Un Castillejo que aún se está construyendo

Porque tiene trazas de ser un vinazo, por la fruta que tiene, de calidad y carnosa, pero que aún está creciendo, se está cimentando.

La nariz tiene esos aromas de fruta negra madura, aún crujiente, que se funde toques suaves como reductivos, cueros, pimienta negra, cacao negro y suave chocolate con leche, especias dulces y picantes, toques herbáceos, de flores frescas y notas de madera que se están integrando.
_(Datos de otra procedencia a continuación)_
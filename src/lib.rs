//! Typed async client for the xREL release-tracking API: explicit OAuth 2.0 sessions, scope
//! guards that fail before the network, and a response interceptor that reads every body for an
//! error payload because the service's status codes cannot be trusted on their own.

#![deny(clippy::all, missing_docs, unused_crate_dependencies)]

pub mod api;
pub mod auth;
pub mod config;
pub mod error;
pub mod http;
pub mod interceptor;
pub mod model;
pub mod oauth;
pub mod obs;
pub mod pagination;
pub mod rate_limit;
pub mod service;
pub mod session;
#[cfg(feature = "reqwest")]
#[doc(hidden)]
pub mod _preludet {
	//! Convenience re-exports and helpers for unit and integration tests.

	pub use crate::_prelude::*;

	// self
	use crate::{
		api::Client, http::ReqwestHttpClient, oauth::ReqwestTransportErrorMapper,
		service::ServiceDescriptor, session::Session,
	};

	/// Client type alias used by reqwest-backed integration tests.
	pub type ReqwestTestClient = Client<ReqwestHttpClient, ReqwestTransportErrorMapper>;

	/// Builds a reqwest HTTP client that accepts the self-signed certificates produced by
	/// `httpmock` during tests.
	pub fn test_reqwest_http_client() -> ReqwestHttpClient {
		let client = ReqwestClient::builder()
			.danger_accept_invalid_certs(true)
			.danger_accept_invalid_hostnames(true)
			.build()
			.expect("Failed to build insecure Reqwest client for tests.");

		ReqwestHttpClient::with_client(client)
	}

	/// Builds a service descriptor whose endpoints all live on the provided mock base URL.
	pub fn test_descriptor(base_url: &str) -> ServiceDescriptor {
		let base = Url::parse(base_url).expect("Mock base URL should parse successfully.");

		ServiceDescriptor::builder()
			.api_base(base)
			.build()
			.expect("Mock service descriptor should build successfully.")
	}

	/// Constructs a [`Client`] against `base_url` using the insecure reqwest transport.
	pub fn build_reqwest_test_client(base_url: &str, session: Session) -> ReqwestTestClient {
		Client::with_http_client(
			test_descriptor(base_url),
			session,
			test_reqwest_http_client(),
			ReqwestTransportErrorMapper,
		)
	}
}

mod _prelude {
	pub use std::{
		collections::BTreeMap,
		error::Error as StdError,
		fmt::{Debug, Display, Formatter, Result as FmtResult},
		future::Future,
		pin::Pin,
		str::FromStr,
		sync::Arc,
	};

	pub use parking_lot::{Mutex, RwLock};
	#[cfg(feature = "reqwest")]
	pub use reqwest::{Client as ReqwestClient, Error as ReqwestError};
	pub use serde::{Deserialize, Serialize};
	pub use thiserror::Error as ThisError;
	pub use time::{Duration, OffsetDateTime};
	pub use url::Url;

	pub use crate::error::{Error, Result};
}

#[cfg(feature = "reqwest")] pub use reqwest;
pub use url;
#[cfg(all(test, feature = "reqwest"))] use {color_eyre as _, httpmock as _};
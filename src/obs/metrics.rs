// self
use crate::obs::RequestOutcome;

/// Records an operation outcome via the global metrics recorder (when enabled).
pub fn record_request_outcome(operation: &'static str, outcome: RequestOutcome) {
	#[cfg(feature = "metrics")]
	{
		metrics::counter!(
			"xrel_client_request_total",
			"operation" => operation,
			"outcome" => outcome.as_str()
		)
		.increment(1);
	}

	#[cfg(not(feature = "metrics"))]
	{
		let _ = (operation, outcome);
	}
}

#[cfg(test)]
mod tests {
	// self
	use super::*;

	#[test]
	fn record_request_outcome_noop_without_metrics() {
		record_request_outcome("release_info", RequestOutcome::Failure);
	}
}
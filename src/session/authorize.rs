//! Authorization URL construction for the Authorization Code grant.

// self
use crate::{
	_prelude::*, error::ConfigError, obs::RequestSpan, service::ServiceDescriptor,
	session::Session,
};

impl Session {
	/// Builds the URL end users visit to grant this application access.
	///
	/// Appends `response_type=code`, `client_id`, and, when configured, `redirect_uri`, `state`,
	/// and the space-joined `scope` (omitted for an empty list). No network call is made.
	pub fn authorization_url(&self, descriptor: &ServiceDescriptor) -> Result<Url> {
		let _guard = RequestSpan::new("authorization_url", "build").entered();
		let client_id = self.client_id().ok_or(ConfigError::MissingClientId)?;
		let mut url = descriptor.authorization.clone();
		let mut pairs = url.query_pairs_mut();

		pairs.append_pair("response_type", "code");
		pairs.append_pair("client_id", client_id);

		if let Some(redirect_uri) = self.redirect_uri() {
			pairs.append_pair("redirect_uri", redirect_uri.as_str());
		}
		if let Some(state) = self.state() {
			pairs.append_pair("state", state);
		}
		if let Some(scopes) = self.scopes().filter(|scopes| !scopes.is_empty()) {
			pairs.append_pair("scope", &scopes.normalized());
		}

		drop(pairs);

		Ok(url)
	}
}

#[cfg(test)]
mod tests {
	// self
	use super::*;
	use crate::auth::ScopeSet;

	fn descriptor() -> ServiceDescriptor {
		ServiceDescriptor::builder().build().expect("Default descriptor should build.")
	}

	#[test]
	fn includes_every_configured_parameter() {
		let session = Session::new("my id", "secret")
			.with_redirect_uri(
				Url::parse("https://app.example.com/callback?x=1")
					.expect("Redirect fixture should parse."),
			)
			.with_state("abc123")
			.with_scopes(
				ScopeSet::new(["viewnfo", "addproof"]).expect("Scope fixture should be valid."),
			);
		let url = session.authorization_url(&descriptor()).expect("Authorization URL should build.");

		assert_eq!(
			url.as_str(),
			"https://api.xrel.to/v2/oauth2/auth?response_type=code&client_id=my+id\
			&redirect_uri=https%3A%2F%2Fapp.example.com%2Fcallback%3Fx%3D1&state=abc123\
			&scope=viewnfo+addproof"
		);
	}

	#[test]
	fn omits_unset_and_empty_parameters() {
		let session = Session::new("id", "secret").with_scopes(ScopeSet::default());
		let url = session.authorization_url(&descriptor()).expect("Authorization URL should build.");

		assert_eq!(url.query(), Some("response_type=code&client_id=id"));
	}

	#[test]
	fn requires_client_id() {
		let err = Session::anonymous()
			.authorization_url(&descriptor())
			.expect_err("Anonymous sessions cannot build an authorization URL.");

		assert!(matches!(err, Error::Config(ConfigError::MissingClientId)));
	}
}
//! Media information endpoints.

// self
use crate::{
	_prelude::*,
	api::{
		Client,
		endpoint::{Access, Endpoint, EndpointRequest},
		require_non_empty, require_rating,
	},
	auth::Token,
	http::ApiHttpClient,
	model::{ExtInfo, ExtInfoMedia},
	oauth::TransportErrorMapper,
};

/// Media type filter accepted by browse and search endpoints.
#[derive(Clone, Copy, Debug, PartialEq, Eq, Hash, Serialize, Deserialize)]
#[serde(rename_all = "snake_case")]
pub enum ExtInfoKind {
	/// Movies.
	Movie,
	/// TV shows.
	Tv,
	/// PC games.
	Game,
	/// Console games.
	Console,
	/// Software.
	Software,
	/// Adult content.
	Xxx,
}
impl ExtInfoKind {
	/// Wire value.
	pub const fn as_str(self) -> &'static str {
		match self {
			ExtInfoKind::Movie => "movie",
			ExtInfoKind::Tv => "tv",
			ExtInfoKind::Game => "game",
			ExtInfoKind::Console => "console",
			ExtInfoKind::Software => "software",
			ExtInfoKind::Xxx => "xxx",
		}
	}
}
impl Display for ExtInfoKind {
	fn fmt(&self, f: &mut Formatter) -> FmtResult {
		f.write_str(self.as_str())
	}
}
impl FromStr for ExtInfoKind {
	type Err = Error;

	fn from_str(s: &str) -> Result<Self> {
		match s {
			"movie" => Ok(ExtInfoKind::Movie),
			"tv" => Ok(ExtInfoKind::Tv),
			"game" => Ok(ExtInfoKind::Game),
			"console" => Ok(ExtInfoKind::Console),
			"software" => Ok(ExtInfoKind::Software),
			"xxx" => Ok(ExtInfoKind::Xxx),
			other => Err(Error::invalid_argument(format!("unknown media type `{other}`"))),
		}
	}
}

impl<C, M> Client<C, M>
where
	C: ?Sized + ApiHttpClient,
	M: ?Sized + TransportErrorMapper<C::TransportError>,
{
	/// Fetches one media record; with a `token` the response includes the user's own rating.
	pub async fn ext_info(&self, id: &str, token: Option<&Token>) -> Result<ExtInfo> {
		self.call(Endpoint::EXT_INFO.operation, || {
			Ok(EndpointRequest::new(Endpoint::EXT_INFO)
				.access(token.map_or(Access::Public, Access::Authenticated))
				.query("id", require_non_empty("ext_info_id", id)?))
		})
		.await
	}

	/// Lists images and videos attached to a media record.
	pub async fn ext_info_media(&self, id: &str) -> Result<Vec<ExtInfoMedia>> {
		self.call(Endpoint::EXT_INFO_MEDIA.operation, || {
			Ok(EndpointRequest::new(Endpoint::EXT_INFO_MEDIA)
				.query("id", require_non_empty("ext_info_id", id)?))
		})
		.await
	}

	/// Rates a media record with a value in `1..=10`.
	pub async fn ext_info_rate(&self, id: &str, rating: u8, token: &Token) -> Result<ExtInfo> {
		self.call(Endpoint::EXT_INFO_RATE.operation, || {
			let rating = require_rating("rating", rating)?;

			Ok(EndpointRequest::new(Endpoint::EXT_INFO_RATE)
				.access(Access::Authenticated(token))
				.form("id", require_non_empty("ext_info_id", id)?)
				.form("rating", rating.to_string()))
		})
		.await
	}
}

#[cfg(test)]
mod tests {
	// self
	use super::*;

	#[test]
	fn kinds_round_trip_through_wire_values() {
		for kind in [ExtInfoKind::Movie, ExtInfoKind::Tv, ExtInfoKind::Xxx] {
			assert_eq!(kind.as_str().parse::<ExtInfoKind>().ok(), Some(kind));
		}

		assert!("music".parse::<ExtInfoKind>().is_err());
	}
}
//! P2P releases and their categories.

// self
use crate::{_prelude::*, model::ExtInfo};

/// P2P release.
#[derive(Clone, Debug, PartialEq, Serialize, Deserialize)]
pub struct P2pRelease {
	/// Release identifier.
	pub id: String,
	/// Release directory name.
	#[serde(default)]
	pub dirname: String,
	/// Link to the release page.
	#[serde(default)]
	pub link_href: Option<String>,
	/// Primary language.
	#[serde(default)]
	pub main_lang: Option<String>,
	/// Publication instant in UTC epoch seconds.
	#[serde(default)]
	pub pub_time: Option<i64>,
	/// Post instant in UTC epoch seconds.
	#[serde(default)]
	pub post_time: Option<i64>,
	/// Size in megabytes.
	#[serde(default)]
	pub size_mb: Option<u64>,
	/// Releasing group.
	#[serde(default)]
	pub group: Option<P2pGroup>,
	/// Number of user ratings.
	#[serde(default)]
	pub num_ratings: u32,
	/// Linked media information.
	#[serde(default)]
	pub ext_info: Option<ExtInfo>,
	/// Season number for TV releases.
	#[serde(default)]
	pub tv_season: Option<u32>,
	/// Episode number for TV releases.
	#[serde(default)]
	pub tv_episode: Option<u32>,
	/// Number of comments.
	#[serde(default)]
	pub comments: u32,
	/// Category the release was posted in.
	#[serde(default)]
	pub category: Option<P2pCategory>,
}
impl P2pRelease {
	/// Publication instant, when reported and representable.
	pub fn published_at(&self) -> Option<OffsetDateTime> {
		super::epoch_to_datetime(self.pub_time)
	}
}

/// P2P releasing group.
#[derive(Clone, Debug, PartialEq, Eq, Hash, Serialize, Deserialize)]
pub struct P2pGroup {
	/// Group identifier.
	pub id: String,
	/// Group name.
	#[serde(default)]
	pub name: String,
}

/// P2P category.
#[derive(Clone, Debug, PartialEq, Eq, Hash, Serialize, Deserialize)]
pub struct P2pCategory {
	/// Category identifier.
	pub id: String,
	/// Top-level category name.
	#[serde(default)]
	pub meta_cat: String,
	/// Sub-category name.
	#[serde(default)]
	pub sub_cat: String,
}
Toques de tomillo, romero, hojarasca, tabaco y una buena carga balsámica acaban de darle forma a una nariz joven, pero que te muestra que tiene material y de calidad.

La boca tiene unos amargores marcados, con los taninos aún secantes, rugosos, la fruta crujiente y una buena acidez. La madera se marca en boca, pero con los toques dulzones de la fruta y de las especias dulces suavizándola. Regaliz, tostados intensos, tabaco, laurel, matorral y ese toquecillo lácteo de chocolate con leche que le da un punto jugoso. Tiene un esqueleto bien definido, con una estructura que le permitirá crecer perfectamente y ganar mucho en los próximos años. Tiene un potencial bastante grande a mi entender, pero ahora está un poco tierno.

Probado en un restaurante de Pampaneira, casó muy bien con los platos alpujarreños que comimos.